July 20, 2010

Colorado Court of Appeals decisions 7-8-10

Colorado Court of Appeals decisions 7-8-10
People v. Harland            C.R.E Rule 403 and ‘DNA Databases’ / Sufficiency of the Evidence
Facts: Little girl and her younger brother decide to host a garage sale when their parents left them home alone. Mr. Harland kindly waltzes up, looks around, gets directions, and asks for a drink. The little girl goes inside to get a drink for the stranger, Mr. Harland. Mr. Harland kindly follows her inside and sexually assaults her. The younger brother witnesses some of the assault. According to the opinion, the girl described her assailant in great detail, but super stellar police work could not him. However, Champ left DNA on the little girl, her clothes, and other evidence. At some point the prosecution ran the DNA through two databases, and hit upon Mr. Harland. The defense moved to in limine the mention of any “DNA database” because the jury will assume prior criminality. The lab tech made no mention of how the DNA samples in the database were obtained his testimony.
Issue: Whether the trial court abused its discretion in denying the defense motion in limine to bar any mention of “DNA database”?
Held: No.
Reasoning: Well, the CofA reasoned, because the way the testimony came out, the jury did not know how the sample in the database were collected.
2nd Issue: Whether there was insufficient evidence to convict?
Reasoning: Quoting the CofA, “Here, defendant's DNA was found on J.E.'s  undergarments and on tissues located inside J.E.'s home, places it was extremely unlikely to be if defendant was not the perpetrator because J.E. did not
know defendant and he had not previously been in J.E.'s home. And, contrary to defendant's assertion, the People presented other evidence proving defendant was the perpetrator. J.E. provided the police with a detailed physical description of the assailant. She described him as a white male with brown hair and a short
beard, five feet eight inches to five feet ten inches tall, and with a tattoo on his left arm of a bear with balloons and tattoos on his legs. She was also able to give an approximate weight. Defendant matched each of these descriptors when he was arrested.”

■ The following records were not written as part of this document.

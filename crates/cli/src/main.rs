//! depotview command-line tool.
//!
//! Provides subcommands for inspecting and transforming a client view
//! (show, translate, includes, reverse, join), resolving a three-way merge
//! of one file, and generating / validating configuration files.

mod resolve;
mod style;
mod view;

use std::path::{Path, PathBuf};
use std::process::ExitCode;

use anyhow::{Context, Result};
use clap::{Parser, Subcommand};
use tracing_subscriber::EnvFilter;

use depotview_core::config::AppConfig;
use depotview_core::mapping::PathMapper;

// ---------------------------------------------------------------------------
// CLI argument definitions
// ---------------------------------------------------------------------------

/// depotview command-line tool.
#[derive(Parser, Debug)]
#[command(
    name = "depotview",
    version,
    about = "Map depot paths through a client view and resolve three-way merges"
)]
struct Cli {
    /// Path to the TOML configuration file
    /// (default: ~/.config/depotview/config.toml, if present).
    #[arg(short, long, global = true)]
    config: Option<String>,

    /// View file to use instead of the configured view.
    #[arg(long, global = true)]
    view: Option<PathBuf>,

    /// Extra view rule, appended after the configured view. Repeatable.
    #[arg(long = "rule", global = true)]
    rules: Vec<String>,

    #[command(subcommand)]
    command: Commands,
}

#[derive(Subcommand, Debug)]
enum Commands {
    /// Inspect or transform the client view.
    View {
        #[command(subcommand)]
        action: view::ViewAction,
    },

    /// Resolve a three-way merge of one file.
    Resolve(resolve::ResolveArgs),

    /// Generate a default configuration file.
    Init {
        /// Output path for the generated config file.
        #[arg(short, long, default_value = "./depotview.toml")]
        output: PathBuf,
    },

    /// Validate a configuration file.
    Validate,
}

const DEFAULT_CONFIG_PATH: &str = "~/.config/depotview/config.toml";

// ---------------------------------------------------------------------------
// Main
// ---------------------------------------------------------------------------

fn main() -> ExitCode {
    let cli = Cli::parse();

    match run(cli) {
        Ok(()) => ExitCode::SUCCESS,
        Err(e) => {
            eprintln!("Error: {:#}", e);
            ExitCode::FAILURE
        }
    }
}

fn run(cli: Cli) -> Result<()> {
    if let Commands::Init { output } = &cli.command {
        init_logging("warn");
        return cmd_init(output);
    }

    let config_path = cli.config.as_deref().map(expand_tilde);

    if let Commands::Validate = cli.command {
        init_logging("warn");
        let path = config_path.unwrap_or_else(|| expand_tilde(DEFAULT_CONFIG_PATH));
        return cmd_validate(&path);
    }

    let config = load_config(config_path.as_deref())?;
    init_logging(&config.logging.log_level);

    match cli.command {
        Commands::View { action } => {
            let mapper = build_mapper(&config, cli.view.as_deref(), &cli.rules)?;
            view::run_view(mapper, action)
        }
        Commands::Resolve(args) => resolve::run_resolve(&config, args),
        Commands::Init { .. } | Commands::Validate => Ok(()),
    }
}

/// Install the tracing subscriber. `RUST_LOG` overrides `level`.
fn init_logging(level: &str) {
    let filter = EnvFilter::try_from_default_env().unwrap_or_else(|_| EnvFilter::new(level));
    tracing_subscriber::fmt()
        .with_env_filter(filter)
        .with_target(false)
        .without_time()
        .with_writer(std::io::stderr)
        .init();
}

// ---------------------------------------------------------------------------
// Config helpers
// ---------------------------------------------------------------------------

/// Load the configuration. Without an explicit path a missing default file
/// falls back to built-in defaults.
fn load_config(path: Option<&Path>) -> Result<AppConfig> {
    let path = match path {
        Some(path) => path.to_path_buf(),
        None => {
            let default = expand_tilde(DEFAULT_CONFIG_PATH);
            if !default.exists() {
                let mut config = AppConfig::default();
                config
                    .resolve_env_vars()
                    .context("failed to resolve environment variables")?;
                return Ok(config);
            }
            default
        }
    };

    AppConfig::load_and_resolve(&path)
        .with_context(|| format!("failed to load configuration file {}", path.display()))
}

/// The configured view, or `view_file` when given, followed by `rules`.
fn build_mapper(config: &AppConfig, view_file: Option<&Path>, rules: &[String]) -> Result<PathMapper> {
    let mut config = config.clone();
    if let Some(file) = view_file {
        config.view.file = Some(file.to_path_buf());
        config.view.lines.clear();
    }
    config.view.lines.extend(rules.iter().cloned());
    config.build_mapper().context("failed to build client view")
}

/// Expand `~` to the user's home directory.
fn expand_tilde(path: &str) -> PathBuf {
    if let Some(rest) = path.strip_prefix("~/") {
        if let Some(home) = dirs::home_dir() {
            return home.join(rest);
        }
    }
    PathBuf::from(path)
}

// ---------------------------------------------------------------------------
// Subcommand implementations
// ---------------------------------------------------------------------------

fn cmd_init(output: &Path) -> Result<()> {
    let default_config = r#"# depotview configuration

[logging]
log_level = "warn"

[view]
# file = "/path/to/view.txt"
lines = [
    "//depot/main/... //workspace/main/...",
    "-//depot/main/build/... //workspace/main/build/...",
]

[resolve]
force = false
interactive = true
tool_on_edit = true
# merge_tool = "p4merge"
merge_tool_env = "P4MERGE"
fallback_merge_tool_env = "MERGE"
diff_flags = ""
"#;

    if output.exists() {
        anyhow::bail!(
            "file already exists: {}. Use a different path or remove the existing file.",
            output.display()
        );
    }

    std::fs::write(output, default_config).context("failed to write config file")?;

    println!(
        "{}",
        style::success(&format!("Default configuration written to {}", output.display()))
    );
    println!();
    println!("Next steps:");
    println!("  1. Edit the [view] rules to match your client view");
    println!("  2. Set merge_tool, or the P4MERGE / MERGE environment variables");
    println!(
        "  3. Validate with: depotview validate --config {}",
        output.display()
    );

    Ok(())
}

fn cmd_validate(config_path: &Path) -> Result<()> {
    println!("Validating configuration: {}", config_path.display());
    println!();

    let mut config =
        AppConfig::load_from_file(config_path).context("failed to parse configuration")?;
    println!("  [OK] TOML structure is valid");

    config
        .resolve_env_vars()
        .context("failed to resolve environment variables")?;
    println!("  [OK] Environment variable references processed");

    match config.validate() {
        Ok(()) => {
            println!("  [OK] All fields are valid");
        }
        Err(e) => {
            println!("  [FAIL] Validation error: {}", e);
            anyhow::bail!("configuration validation failed");
        }
    }

    let mapper = config.build_mapper().context("failed to build client view")?;

    println!();
    println!("Configuration summary:");
    println!("  Log level     : {}", config.logging.log_level);
    println!(
        "  View file     : {}",
        config
            .view
            .file
            .as_ref()
            .map(|p| p.display().to_string())
            .unwrap_or_else(|| "none".to_string())
    );
    println!("  View rules    : {}", mapper.count());
    println!("  Force         : {}", config.resolve.force);
    println!("  Interactive   : {}", config.resolve.interactive);
    println!(
        "  Merge tool    : {}",
        config.resolve.effective_merge_tool().unwrap_or("NOT SET")
    );
    println!();
    println!("Configuration is valid.");

    Ok(())
}

#[cfg(test)]
mod tests {
    use super::*;

    #[test]
    fn test_cli_parses_translate() {
        let cli = Cli::try_parse_from([
            "depotview",
            "--rule",
            "//depot/a/... //ws/a/...",
            "view",
            "translate",
            "--reverse",
            "//ws/a/x.c",
        ])
        .unwrap();
        assert_eq!(cli.rules.len(), 1);
        assert!(matches!(
            cli.command,
            Commands::View {
                action: view::ViewAction::Translate { reverse: true, .. }
            }
        ));
    }

    #[test]
    fn test_build_mapper_view_file_replaces_lines() {
        let dir = tempfile::tempdir().unwrap();
        let view = dir.path().join("view.txt");
        std::fs::write(&view, "//depot/b/... //ws/b/...\n").unwrap();

        let mut config = AppConfig::default();
        config.view.lines = vec!["//depot/a/... //ws/a/...".into()];

        let extra = vec!["-//depot/b/tmp/... //ws/b/tmp/...".to_string()];
        let mapper = build_mapper(&config, Some(&view), &extra).unwrap();
        assert_eq!(mapper.count(), 2);
        assert_eq!(mapper.lhs(), vec!["//depot/b/...", "-//depot/b/tmp/..."]);
    }

    #[test]
    fn test_init_refuses_overwrite() {
        let dir = tempfile::tempdir().unwrap();
        let path = dir.path().join("depotview.toml");
        cmd_init(&path).unwrap();
        let written = AppConfig::load_from_file(&path).unwrap();
        written.validate().unwrap();
        assert!(cmd_init(&path).is_err());
    }
}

People v. Reeves            Possession and Weight of Actual Controlled Substance / Burden Shifting
Lab Tech extrordinaire testifies that the single pill of oxycodone weighed exactly 1.03 grams. However, the lab monkey also testified that the pill does contain fillers and substances other than oxycodone.
Issue: Whether the instruction that contained the language ‘more than one gram of any material, compound, mixture, or preparation that contains any quantity of a Schedule II controlled substance’ allowed the jury to convict Mr. Reeves of possession more than one gram despite the fact the oxycodone in the single pill amount to less than one gram?
Held: No problem.
Reasoning: The Court went to great lengths to justify this opinion, but essentially, the Court relied on the statute containing the language, “more than one gram of a material compound, mixture or preparation that contained Oxycodone, a Schedule II controlled substance; in violation of section 18-18-405(1), 2(a)(I)(A).”
Burden Shifting: The CofA held the prosecution, in rebuttal closing, did not shift the burden by pointing out the defense did not bring in any prescriptions for the drugs. The CofA reasoned because the defense hinted Mr. Reeves might have had a prescription, the prosecution rightly pointed out, well, champ, where is it?  Oops. I suspect the defense lawyer wishes she/he chose wiser words. Better yet, a good lawyer would simply call the doctor who provided the script, or admit some prescription records, or as a last resort, simply put on the client to testify that he had a prescription. However, if the defense lawyer knew no prescription existed, hinting that there might be a prescription is begging to be grieved. Further, not getting the actual prescription records, if those records existed, may just be malpractice. In a prescription fraud trial I had, I simply had the client refresh her memory with her own prescriptions. I never sought to admit the prescriptions. The jury found my client not guilty, and the refreshing bit proved to them there was a prescription.